(Data section Opens)
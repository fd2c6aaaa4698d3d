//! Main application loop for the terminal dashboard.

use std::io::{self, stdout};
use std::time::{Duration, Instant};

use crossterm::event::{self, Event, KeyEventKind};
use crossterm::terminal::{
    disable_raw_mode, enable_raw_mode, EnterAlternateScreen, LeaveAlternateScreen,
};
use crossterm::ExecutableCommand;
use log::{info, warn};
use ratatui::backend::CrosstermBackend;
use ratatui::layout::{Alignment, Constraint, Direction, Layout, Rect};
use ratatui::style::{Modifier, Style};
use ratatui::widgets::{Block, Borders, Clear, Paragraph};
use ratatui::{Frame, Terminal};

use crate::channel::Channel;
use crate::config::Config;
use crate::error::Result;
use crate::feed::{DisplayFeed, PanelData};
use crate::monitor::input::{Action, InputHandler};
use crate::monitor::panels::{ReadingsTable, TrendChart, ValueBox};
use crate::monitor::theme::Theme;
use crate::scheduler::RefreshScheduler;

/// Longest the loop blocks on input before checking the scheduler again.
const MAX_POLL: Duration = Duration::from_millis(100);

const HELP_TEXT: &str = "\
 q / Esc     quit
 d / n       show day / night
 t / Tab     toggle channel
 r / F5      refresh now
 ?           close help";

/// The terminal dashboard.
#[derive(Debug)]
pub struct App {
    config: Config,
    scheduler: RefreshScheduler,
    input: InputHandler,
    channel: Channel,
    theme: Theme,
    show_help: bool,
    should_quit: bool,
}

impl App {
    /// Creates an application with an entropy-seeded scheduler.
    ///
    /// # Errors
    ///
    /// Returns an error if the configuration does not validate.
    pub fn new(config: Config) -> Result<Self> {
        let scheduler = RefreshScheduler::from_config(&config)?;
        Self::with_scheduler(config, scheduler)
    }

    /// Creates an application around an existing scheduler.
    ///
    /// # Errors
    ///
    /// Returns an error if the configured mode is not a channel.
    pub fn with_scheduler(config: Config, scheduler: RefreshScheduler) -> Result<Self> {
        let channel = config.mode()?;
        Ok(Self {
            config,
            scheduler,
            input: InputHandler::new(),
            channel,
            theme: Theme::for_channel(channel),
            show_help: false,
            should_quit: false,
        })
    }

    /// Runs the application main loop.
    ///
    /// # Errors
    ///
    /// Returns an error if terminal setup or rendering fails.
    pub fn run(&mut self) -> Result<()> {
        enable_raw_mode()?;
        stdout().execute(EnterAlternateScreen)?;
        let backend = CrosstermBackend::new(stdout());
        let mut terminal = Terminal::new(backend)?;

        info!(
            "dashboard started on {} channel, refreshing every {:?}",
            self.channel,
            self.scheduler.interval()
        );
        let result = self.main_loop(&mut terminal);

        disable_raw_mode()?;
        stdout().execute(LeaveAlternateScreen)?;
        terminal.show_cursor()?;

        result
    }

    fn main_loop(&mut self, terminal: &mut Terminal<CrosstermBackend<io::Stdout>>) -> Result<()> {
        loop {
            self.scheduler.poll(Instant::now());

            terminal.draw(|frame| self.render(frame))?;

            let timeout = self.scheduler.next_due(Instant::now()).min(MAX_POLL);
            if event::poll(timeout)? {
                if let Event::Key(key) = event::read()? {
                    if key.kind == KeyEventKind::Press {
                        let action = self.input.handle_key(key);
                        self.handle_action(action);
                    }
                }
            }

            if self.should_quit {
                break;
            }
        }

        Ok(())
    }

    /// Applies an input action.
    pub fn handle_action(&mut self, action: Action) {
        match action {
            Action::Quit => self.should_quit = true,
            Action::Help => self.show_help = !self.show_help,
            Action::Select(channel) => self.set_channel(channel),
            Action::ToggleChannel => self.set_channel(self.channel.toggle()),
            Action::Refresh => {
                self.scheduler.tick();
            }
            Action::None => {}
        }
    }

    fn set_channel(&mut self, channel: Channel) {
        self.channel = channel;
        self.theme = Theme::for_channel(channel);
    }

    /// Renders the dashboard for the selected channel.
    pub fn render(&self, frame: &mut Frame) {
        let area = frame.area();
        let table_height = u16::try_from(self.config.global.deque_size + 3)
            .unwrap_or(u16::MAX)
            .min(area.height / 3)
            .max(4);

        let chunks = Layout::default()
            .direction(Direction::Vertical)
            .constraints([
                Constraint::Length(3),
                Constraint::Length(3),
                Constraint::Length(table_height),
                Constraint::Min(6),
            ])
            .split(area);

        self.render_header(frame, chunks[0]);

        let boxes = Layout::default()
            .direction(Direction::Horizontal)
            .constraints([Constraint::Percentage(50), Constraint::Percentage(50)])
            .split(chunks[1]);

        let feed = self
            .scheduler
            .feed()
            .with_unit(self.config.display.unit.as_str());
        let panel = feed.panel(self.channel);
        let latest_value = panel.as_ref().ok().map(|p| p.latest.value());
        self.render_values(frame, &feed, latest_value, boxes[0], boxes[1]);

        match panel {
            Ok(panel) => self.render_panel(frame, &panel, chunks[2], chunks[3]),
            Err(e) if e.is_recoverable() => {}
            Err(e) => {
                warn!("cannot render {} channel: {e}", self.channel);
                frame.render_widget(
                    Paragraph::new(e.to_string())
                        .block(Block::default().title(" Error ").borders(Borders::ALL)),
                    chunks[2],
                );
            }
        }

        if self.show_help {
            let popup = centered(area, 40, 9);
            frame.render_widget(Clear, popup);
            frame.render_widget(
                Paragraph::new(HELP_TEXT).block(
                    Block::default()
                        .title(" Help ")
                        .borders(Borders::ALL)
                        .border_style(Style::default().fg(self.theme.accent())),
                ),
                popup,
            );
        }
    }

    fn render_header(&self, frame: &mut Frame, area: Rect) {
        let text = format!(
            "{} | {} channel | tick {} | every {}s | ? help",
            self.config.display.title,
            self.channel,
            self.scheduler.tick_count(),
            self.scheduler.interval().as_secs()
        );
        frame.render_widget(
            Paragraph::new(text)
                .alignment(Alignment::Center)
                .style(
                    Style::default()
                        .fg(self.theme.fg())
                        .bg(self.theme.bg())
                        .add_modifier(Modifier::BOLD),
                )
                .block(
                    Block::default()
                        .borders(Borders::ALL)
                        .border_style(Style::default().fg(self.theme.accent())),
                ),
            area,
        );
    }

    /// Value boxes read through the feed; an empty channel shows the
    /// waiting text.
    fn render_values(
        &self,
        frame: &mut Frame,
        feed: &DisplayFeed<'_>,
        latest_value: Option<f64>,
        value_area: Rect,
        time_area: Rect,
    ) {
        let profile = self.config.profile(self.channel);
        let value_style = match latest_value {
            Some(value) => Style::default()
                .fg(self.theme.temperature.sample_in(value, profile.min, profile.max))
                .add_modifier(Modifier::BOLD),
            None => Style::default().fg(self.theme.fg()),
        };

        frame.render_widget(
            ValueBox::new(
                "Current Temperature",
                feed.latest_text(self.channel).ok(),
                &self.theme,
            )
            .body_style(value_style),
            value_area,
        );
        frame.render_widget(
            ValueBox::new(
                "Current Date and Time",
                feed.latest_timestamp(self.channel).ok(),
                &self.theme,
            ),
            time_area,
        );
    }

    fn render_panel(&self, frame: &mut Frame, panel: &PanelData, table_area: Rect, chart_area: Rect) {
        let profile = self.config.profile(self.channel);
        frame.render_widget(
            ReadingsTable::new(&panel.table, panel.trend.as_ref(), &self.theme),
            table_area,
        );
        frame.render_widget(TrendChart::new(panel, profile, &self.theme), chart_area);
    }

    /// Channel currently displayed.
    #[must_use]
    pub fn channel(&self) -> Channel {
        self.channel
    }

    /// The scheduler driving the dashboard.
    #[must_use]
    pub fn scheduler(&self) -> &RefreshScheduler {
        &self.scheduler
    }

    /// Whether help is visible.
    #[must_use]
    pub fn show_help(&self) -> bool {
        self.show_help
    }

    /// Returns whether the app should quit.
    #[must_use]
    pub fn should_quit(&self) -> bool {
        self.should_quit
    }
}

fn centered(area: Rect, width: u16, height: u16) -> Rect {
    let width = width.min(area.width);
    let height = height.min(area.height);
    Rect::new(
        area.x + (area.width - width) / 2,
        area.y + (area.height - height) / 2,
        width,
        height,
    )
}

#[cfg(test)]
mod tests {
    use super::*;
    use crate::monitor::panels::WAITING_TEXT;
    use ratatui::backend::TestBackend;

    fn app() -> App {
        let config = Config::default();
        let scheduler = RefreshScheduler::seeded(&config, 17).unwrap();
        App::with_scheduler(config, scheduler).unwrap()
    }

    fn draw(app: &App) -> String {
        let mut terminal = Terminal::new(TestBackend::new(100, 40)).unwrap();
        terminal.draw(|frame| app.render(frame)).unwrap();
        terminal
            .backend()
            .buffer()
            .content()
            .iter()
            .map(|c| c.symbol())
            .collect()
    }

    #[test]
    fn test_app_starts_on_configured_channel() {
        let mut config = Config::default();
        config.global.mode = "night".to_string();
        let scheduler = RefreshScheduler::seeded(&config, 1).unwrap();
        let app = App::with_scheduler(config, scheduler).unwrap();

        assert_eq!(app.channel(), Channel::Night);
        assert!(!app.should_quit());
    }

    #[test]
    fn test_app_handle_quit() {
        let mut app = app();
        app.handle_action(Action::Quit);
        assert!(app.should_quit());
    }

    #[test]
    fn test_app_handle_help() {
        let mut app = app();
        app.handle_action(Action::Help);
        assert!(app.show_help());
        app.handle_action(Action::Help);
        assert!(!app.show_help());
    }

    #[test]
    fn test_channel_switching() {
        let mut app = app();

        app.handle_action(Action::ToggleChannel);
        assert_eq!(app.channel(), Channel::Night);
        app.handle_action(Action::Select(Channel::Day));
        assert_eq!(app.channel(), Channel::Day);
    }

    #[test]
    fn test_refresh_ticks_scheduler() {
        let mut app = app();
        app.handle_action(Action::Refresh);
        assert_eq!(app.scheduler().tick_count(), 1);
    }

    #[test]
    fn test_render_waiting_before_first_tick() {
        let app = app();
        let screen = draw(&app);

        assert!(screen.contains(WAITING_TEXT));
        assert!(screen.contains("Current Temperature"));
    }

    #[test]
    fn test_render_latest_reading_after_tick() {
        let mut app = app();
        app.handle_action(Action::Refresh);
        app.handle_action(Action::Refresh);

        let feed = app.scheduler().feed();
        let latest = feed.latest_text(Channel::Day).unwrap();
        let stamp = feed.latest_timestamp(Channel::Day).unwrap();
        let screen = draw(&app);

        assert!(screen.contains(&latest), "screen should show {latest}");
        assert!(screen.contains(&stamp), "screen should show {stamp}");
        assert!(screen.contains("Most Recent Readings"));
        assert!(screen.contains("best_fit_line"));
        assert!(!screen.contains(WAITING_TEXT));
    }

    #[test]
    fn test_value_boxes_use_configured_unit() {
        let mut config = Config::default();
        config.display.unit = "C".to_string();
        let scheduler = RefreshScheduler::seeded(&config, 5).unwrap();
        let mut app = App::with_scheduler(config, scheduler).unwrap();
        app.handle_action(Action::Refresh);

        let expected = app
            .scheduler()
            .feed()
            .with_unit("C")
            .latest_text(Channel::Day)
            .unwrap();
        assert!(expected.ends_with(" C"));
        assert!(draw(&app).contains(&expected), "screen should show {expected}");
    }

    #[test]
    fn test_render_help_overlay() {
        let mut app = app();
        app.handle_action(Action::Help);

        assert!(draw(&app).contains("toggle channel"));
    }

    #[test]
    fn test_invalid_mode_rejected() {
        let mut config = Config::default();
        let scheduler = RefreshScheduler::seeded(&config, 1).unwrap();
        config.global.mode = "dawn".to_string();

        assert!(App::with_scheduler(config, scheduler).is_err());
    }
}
(Data section Closes)
### About this exercise
Please state how many lines in the records above hold the word "timeout", giving only the number.

### Expected output
2